Session I - Session II - Session III - Session IV

Gastrointestinal Motility Patterns in the Zebrafish

Background: Gastrointestinal (GI) motility is the spontaneous, rhythmic, coordinated contraction of smooth muscle. The function of GI motility is to mix intestinal contents for nutrient absorption and propulsion of luminal contents to eliminates waste and minimizes bacterial overgrowth. The zebrafish GI tract is anatomically similar to humans and since larvae are transparent GI motility can be observed in intact animals. Several research laboratories measure GI motility but standard protocols have not been developed.

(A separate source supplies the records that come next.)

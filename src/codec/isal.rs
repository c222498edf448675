//! ISA-L (igzip) adapter.
//!
//! Uses the stateless deflate entry point: the whole input is handed over with
//! `end_of_stream` set, so one call produces the complete deflate stream. The
//! stream needs a scratch level buffer whose size comes from ISA-L's per-level
//! defaults, and a history window in bits.

use std::ptr;
use std::sync::Arc;

use isal_sys::igzip_lib as isal;

use super::{Codec, HandleLedger, Sample};
use crate::error::{BenchError, Result};
use crate::random::{alloc_buffer, fill_buffer_rand, RandomSource};
use crate::timefn::{get_time, span_ns};

pub const NAME: &str = "isal";

/// Level buffer sizes indexed by compression level.
const LEVEL_BUF_SIZES: [usize; 4] = [
    isal::ISAL_DEF_LVL0_DEFAULT as usize,
    isal::ISAL_DEF_LVL1_DEFAULT as usize,
    isal::ISAL_DEF_LVL2_DEFAULT as usize,
    isal::ISAL_DEF_LVL3_DEFAULT as usize,
];

/// Worst-case header overhead of a single stateless stream.
const MAX_HDR_SIZE: usize = isal::ISAL_DEF_MAX_HDR_SIZE as usize;

pub struct IsalCodec {
    window_bits: u32,
    ledger: Arc<HandleLedger>,
}

impl IsalCodec {
    pub fn new(window_bits: u32) -> Self {
        Self::with_ledger(window_bits, HandleLedger::new())
    }

    pub fn with_ledger(window_bits: u32, ledger: Arc<HandleLedger>) -> Self {
        IsalCodec { window_bits, ledger }
    }

    pub fn window_bits(&self) -> u32 {
        self.window_bits
    }
}

fn level_buf_size(level: i32) -> Result<usize> {
    usize::try_from(level)
        .ok()
        .and_then(|l| LEVEL_BUF_SIZES.get(l).copied())
        .ok_or(BenchError::UnsupportedLevel { codec: NAME, level })
}

fn stream_len(len: usize, what: &str) -> Result<u32> {
    u32::try_from(len).map_err(|_| BenchError::Codec {
        codec: NAME,
        detail: format!("{} of {} bytes exceeds the 32-bit stream limit", what, len),
    })
}

impl Codec for IsalCodec {
    fn name(&self) -> &'static str {
        NAME
    }

    fn compress_bound(&self, input_size: usize, level: i32) -> Result<usize> {
        level_buf_size(level)?;
        input_size.checked_add(MAX_HDR_SIZE).ok_or(BenchError::Allocation {
            codec: NAME,
            what: "output",
            size: usize::MAX,
        })
    }

    fn measure(&self, input_size: usize, level: i32, rng: &mut dyn RandomSource) -> Result<Sample> {
        let level_buf_size = level_buf_size(level)?;
        let output_size = self.compress_bound(input_size, level)?;
        let avail_in = stream_len(input_size, "input")?;
        let avail_out = stream_len(output_size, "output")?;

        let mut input = alloc_buffer(input_size, NAME, "input")?;
        let mut output = alloc_buffer(output_size, NAME, "output")?;
        let mut level_buf = self.ledger.track(alloc_buffer(level_buf_size, NAME, "level")?);
        fill_buffer_rand(rng, &mut input, input_size)?;

        // SAFETY: isal_zstream is a plain C struct of integers and raw
        // pointers, so the all-zero pattern is valid before isal_deflate_init.
        let mut stream = self
            .ledger
            .track(Box::new(unsafe { std::mem::zeroed::<isal::isal_zstream>() }));
        // SAFETY: `stream` points to a live, exclusively borrowed isal_zstream.
        unsafe { isal::isal_deflate_init(&mut **stream) };

        stream.end_of_stream = 1;
        stream.flush = isal::NO_FLUSH as _;
        stream.next_in = input.as_mut_ptr();
        stream.avail_in = avail_in as _;
        stream.next_out = output.as_mut_ptr();
        stream.avail_out = avail_out as _;
        stream.level = level as _;
        stream.level_buf = if level_buf.is_empty() {
            ptr::null_mut()
        } else {
            level_buf.as_mut_ptr()
        };
        stream.level_buf_size = level_buf_size as _;
        stream.hist_bits = self.window_bits as _;

        let start = get_time();
        // SAFETY: every pointer in `stream` refers to a buffer owned by this
        // frame whose length matches the avail/size field next to it, and all
        // of them outlive the call.
        let ret = unsafe { isal::isal_deflate_stateless(&mut **stream) };
        let end = get_time();

        if ret != isal::COMP_OK as i32 {
            return Err(BenchError::Codec {
                codec: NAME,
                detail: format!("isal_deflate_stateless returned {}", ret),
            });
        }

        drop(stream);
        drop(level_buf);

        Ok(Sample {
            latency_ns: span_ns(start, end),
            input_len: input.len(),
            output_capacity: output.len(),
        })
    }

    fn ledger(&self) -> &HandleLedger {
        &self.ledger
    }
}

Testing compounds with well characterized effects on mouse GI motility is necessary for validation of the zebrafish model. Aim: Examine zebrafish GI motility during the fed and fasted states. Acute exposure to the drugs cisapride, niflumic acid, and DIDS will also be characterized in the zebrafish model system. Methods: GI motility was measured in 7 dpf larvae using time lapse imaging and subsequent analysis of digitized images. Larvae were anesthetized, immobilized in agar, and positioned for image collection using an inverted microscope. Images were acquired every second for 10 minutes and analyzed using custom written software routines. Results: GI motility was not different in fed compared to fasted larvae. Cisapride, niflumic acid and DIDS disrupted GI motility patterns in the zebrafish. Conclusions: These data suggest that feeding has little influence on zebrafish GI motility patterns, thus fed and fasted protocols are comparable. Compounds that influence GI motility in humans and mice have similar effects on the zebrafish, contributing to validation of the zebrafish model system for human GI motility research. Supported by NIH DK07158802

Presenter: Amanda Diamond (The College at Brockport) -- adiam1@brockport.edu
Topic: Biology - Panel
Location: 215 Hartwell
Time: 10 am (Session I)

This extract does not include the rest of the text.